Mike Gareh, the Treasurer of Cockshutt Church, has listened to many sermons over the years. Below he shares one of his favourites (source unknown).

John 1: 1

Words. Women speak about 8-10,000 per day. Men speak about 5-6,000 per day. And only about 500 are truly essential, which explains why at the end of the day women still have lots to say – no let’s not go down that road!

He left school at the age of 13; his parents couldn’t read or write. Despite all that he had a massive vocabulary for a man of his background. William Shakespeare had a total of 15,000 different words in his plays and a further different 7,000 words which he used in his poems, giving him a vocabulary of about 22,000 words, when the average vocabulary in Stratford in his day was less than 500.

That is even incredible by today’s standards where the most celebrated authors don’t exceed more than 7000 words.

John Milton, the poet, was an exception. He had a vocabulary of about 8,000 words.

The average English speaking citizen today has about 2,000 words in his vocabulary, and for those with a university degree, that may go up to 4,000 words.

Words are incredibly powerful things. They have the power to be misused, to be manipulated, to encourage, strengthen, inspire and to motivate. They also have the power to cut someone down or to bring life. The power to create and to destroy.

The 1st chapter of St. John’s Gospel is all about words, or rather one word; The Word.

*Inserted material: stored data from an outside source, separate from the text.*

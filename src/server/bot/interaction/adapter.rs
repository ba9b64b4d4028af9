//! Conversion between serenity interactions and the dispatcher's request and response
//! types.

use serenity::all::{
    ActionRowComponent, CommandDataOption, CommandDataOptionValue, CommandInteraction,
    CommandType, ComponentInteraction, ComponentInteractionDataKind, CreateActionRow,
    CreateAutocompleteResponse, CreateInputText, CreateInteractionResponse,
    CreateInteractionResponseMessage, CreateModal, InputTextStyle, Member, ModalInteraction,
    User,
};
use std::collections::HashMap;

use crate::server::bot::interaction::{
    request::{
        AutocompleteRequest, CommandKind, CommandRequest, ComponentKind, ComponentRequest,
        InteractionMeta, ModalRequest, OptionValue, TargetMessage,
    },
    response::{ModalForm, Reply, Response, TextStyle},
};

fn meta(
    interaction_id: u64,
    user: &User,
    guild_id: Option<u64>,
    channel_id: u64,
    member: Option<&Member>,
) -> InteractionMeta {
    let mut meta = InteractionMeta::new(interaction_id, user.id.get(), user.name.clone());
    meta.channel_id = channel_id;
    meta.guild_id = guild_id;
    meta.member_permissions = member.and_then(|member| member.permissions);
    meta
}

fn command_meta(interaction: &CommandInteraction) -> InteractionMeta {
    meta(
        interaction.id.get(),
        &interaction.user,
        interaction.guild_id.map(|id| id.get()),
        interaction.channel_id.get(),
        interaction.member.as_deref(),
    )
}

/// Descends through subcommand groups and subcommands.
///
/// # Returns
/// - The subcommand path, outermost first
/// - The options of the innermost subcommand, or the top level options
fn flatten_options(options: &[CommandDataOption]) -> (Vec<String>, &[CommandDataOption]) {
    let mut path = Vec::new();
    let mut current = options;

    loop {
        match current.first().map(|option| (&option.name, &option.value)) {
            Some((name, CommandDataOptionValue::SubCommandGroup(inner)))
            | Some((name, CommandDataOptionValue::SubCommand(inner))) => {
                path.push(name.clone());
                current = inner;
            }
            _ => return (path, current),
        }
    }
}

fn option_value(value: &CommandDataOptionValue) -> Option<OptionValue> {
    let value = match value {
        CommandDataOptionValue::String(value) => OptionValue::String(value.clone()),
        CommandDataOptionValue::Integer(value) => OptionValue::Integer(*value),
        CommandDataOptionValue::Number(value) => OptionValue::Number(*value),
        CommandDataOptionValue::Boolean(value) => OptionValue::Boolean(*value),
        CommandDataOptionValue::User(id) => OptionValue::User(id.get()),
        CommandDataOptionValue::Channel(id) => OptionValue::Channel(id.get()),
        CommandDataOptionValue::Role(id) => OptionValue::Role(id.get()),
        CommandDataOptionValue::Attachment(id) => OptionValue::Attachment(id.get()),
        _ => return None,
    };

    Some(value)
}

/// Converts a slash command or context menu invocation.
pub fn command_request(interaction: &CommandInteraction) -> CommandRequest {
    let data = &interaction.data;
    let kind = match data.kind {
        CommandType::User => CommandKind::User,
        CommandType::Message => CommandKind::Message,
        _ => CommandKind::ChatInput,
    };

    let (subcommand, options) = flatten_options(&data.options);
    let options = options
        .iter()
        .filter_map(|option| Some((option.name.clone(), option_value(&option.value)?)))
        .collect();

    let target_id = data.target_id.map(|id| id.get());
    let target_message = target_id.and_then(|id| {
        data.resolved
            .messages
            .values()
            .find(|message| message.id.get() == id)
            .map(|message| TargetMessage {
                id: message.id.get(),
                author_id: message.author.id.get(),
                author_name: message.author.name.clone(),
                content: message.content.clone(),
            })
    });

    CommandRequest {
        name: data.name.clone(),
        kind,
        subcommand,
        options,
        target_id,
        target_message,
        meta: command_meta(interaction),
    }
}

/// Converts an autocomplete interaction, `None` when no option is focused.
pub fn autocomplete_request(interaction: &CommandInteraction) -> Option<AutocompleteRequest> {
    let (subcommand, options) = flatten_options(&interaction.data.options);
    let (focused, partial) = options.iter().find_map(|option| match &option.value {
        CommandDataOptionValue::Autocomplete { value, .. } => {
            Some((option.name.clone(), value.clone()))
        }
        _ => None,
    })?;

    Some(AutocompleteRequest {
        command: interaction.data.name.clone(),
        subcommand,
        focused,
        partial,
        meta: command_meta(interaction),
    })
}

/// Converts a button click or select menu choice, `None` for unknown component types.
pub fn component_request(interaction: &ComponentInteraction) -> Option<ComponentRequest> {
    let (kind, values) = match &interaction.data.kind {
        ComponentInteractionDataKind::Button => (ComponentKind::Button, Vec::new()),
        ComponentInteractionDataKind::StringSelect { values } => {
            (ComponentKind::StringSelect, values.clone())
        }
        ComponentInteractionDataKind::UserSelect { values } => (
            ComponentKind::UserSelect,
            values.iter().map(|id| id.to_string()).collect(),
        ),
        ComponentInteractionDataKind::RoleSelect { values } => (
            ComponentKind::RoleSelect,
            values.iter().map(|id| id.to_string()).collect(),
        ),
        ComponentInteractionDataKind::ChannelSelect { values } => (
            ComponentKind::ChannelSelect,
            values.iter().map(|id| id.to_string()).collect(),
        ),
        ComponentInteractionDataKind::MentionableSelect { values } => (
            ComponentKind::MentionableSelect,
            values.iter().map(|id| id.to_string()).collect(),
        ),
        _ => return None,
    };

    Some(ComponentRequest {
        custom_id: interaction.data.custom_id.clone(),
        kind,
        values,
        meta: meta(
            interaction.id.get(),
            &interaction.user,
            interaction.guild_id.map(|id| id.get()),
            interaction.channel_id.get(),
            interaction.member.as_ref(),
        ),
    })
}

pub fn modal_request(interaction: &ModalInteraction) -> ModalRequest {
    let fields: HashMap<String, String> = interaction
        .data
        .components
        .iter()
        .flat_map(|row| row.components.iter())
        .filter_map(|component| match component {
            ActionRowComponent::InputText(input) => Some((
                input.custom_id.clone(),
                input.value.clone().unwrap_or_default(),
            )),
            _ => None,
        })
        .collect();

    ModalRequest {
        custom_id: interaction.data.custom_id.clone(),
        fields,
        meta: meta(
            interaction.id.get(),
            &interaction.user,
            interaction.guild_id.map(|id| id.get()),
            interaction.channel_id.get(),
            interaction.member.as_ref(),
        ),
    }
}

fn message(reply: Reply) -> CreateInteractionResponseMessage {
    let mut message = CreateInteractionResponseMessage::new()
        .embeds(reply.embeds)
        .components(reply.components)
        .ephemeral(reply.ephemeral);

    if let Some(content) = reply.content {
        message = message.content(content);
    }

    message
}

fn modal(form: ModalForm) -> CreateModal {
    let rows = form
        .inputs
        .into_iter()
        .map(|input| {
            let style = match input.style {
                TextStyle::Short => InputTextStyle::Short,
                TextStyle::Paragraph => InputTextStyle::Paragraph,
            };
            let mut text = CreateInputText::new(style, input.label, input.custom_id)
                .required(input.required);

            if let Some(value) = input.value {
                text = text.value(value);
            }
            if let Some(min) = input.min_length {
                text = text.min_length(min);
            }
            if let Some(max) = input.max_length {
                text = text.max_length(max);
            }

            CreateActionRow::InputText(text)
        })
        .collect();

    CreateModal::new(form.custom_id, form.title).components(rows)
}

/// Builds the Discord reply for a response.
///
/// `Update` is only meaningful for component interactions; from a command or modal it
/// is sent as a new message instead.
pub fn to_discord(response: Response, from_component: bool) -> CreateInteractionResponse {
    match response {
        Response::Message(reply) => CreateInteractionResponse::Message(message(reply)),
        Response::Update(reply) if from_component => {
            CreateInteractionResponse::UpdateMessage(message(reply))
        }
        Response::Update(reply) => CreateInteractionResponse::Message(message(reply)),
        Response::Modal(form) => CreateInteractionResponse::Modal(modal(form)),
        Response::Choices(choices) => {
            let autocomplete = choices
                .into_iter()
                .fold(CreateAutocompleteResponse::new(), |builder, choice| {
                    builder.add_string_choice(choice.name, choice.value)
                });
            CreateInteractionResponse::Autocomplete(autocomplete)
        }
        Response::Defer { ephemeral } => CreateInteractionResponse::Defer(
            CreateInteractionResponseMessage::new().ephemeral(ephemeral),
        ),
    }
}

#[cfg(test)]
mod tests {
    use super::*;
    use crate::server::bot::interaction::response::{Choice, TextField};

    #[test]
    fn update_from_command_becomes_message() {
        let response = Response::Update(Reply::text("hello"));

        assert!(matches!(
            to_discord(response.clone(), false),
            CreateInteractionResponse::Message(_)
        ));
        assert!(matches!(
            to_discord(response, true),
            CreateInteractionResponse::UpdateMessage(_)
        ));
    }

    #[test]
    fn translates_modal_and_choices() {
        let form = ModalForm {
            custom_id: "profile-edit".to_string(),
            title: "Edit profile".to_string(),
            inputs: vec![TextField::new("nickname", "Nickname", TextStyle::Short).length(1, 32)],
        };
        assert!(matches!(
            to_discord(Response::Modal(form), false),
            CreateInteractionResponse::Modal(_)
        ));

        let choices = Response::Choices(vec![Choice::new("github", "github")]);
        assert!(matches!(
            to_discord(choices, false),
            CreateInteractionResponse::Autocomplete(_)
        ));
    }
}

Sometimes it doesn’t make sense. There are so many words to describe The Word.

When we realise when John was writing this, we can understand why he goes to such length and depth to explain why this Word was so important. He is writing in a time when there is a lot of writing and thought going into the meaning of life and to the foundation of the Earth. Platonism was the school of thought in common use at the time in Greek society, although Plato lived many years before this. And one of the things that these Greek philosophers were wrestling with was the concept of the All Being, the divine Order, and they didn’t know what to call it, so they settled on this term, and they said they were going to call the beginning of all things The Logos. The Logos was the beginning of it all. The Logos was what started everything. It symbolised the best in everything; the best in creative thought. It was the highest possible entity. The Logos. And this idea that the Logos was the beginning and root of all things began to gain popularity across Greece around the time when John was writing.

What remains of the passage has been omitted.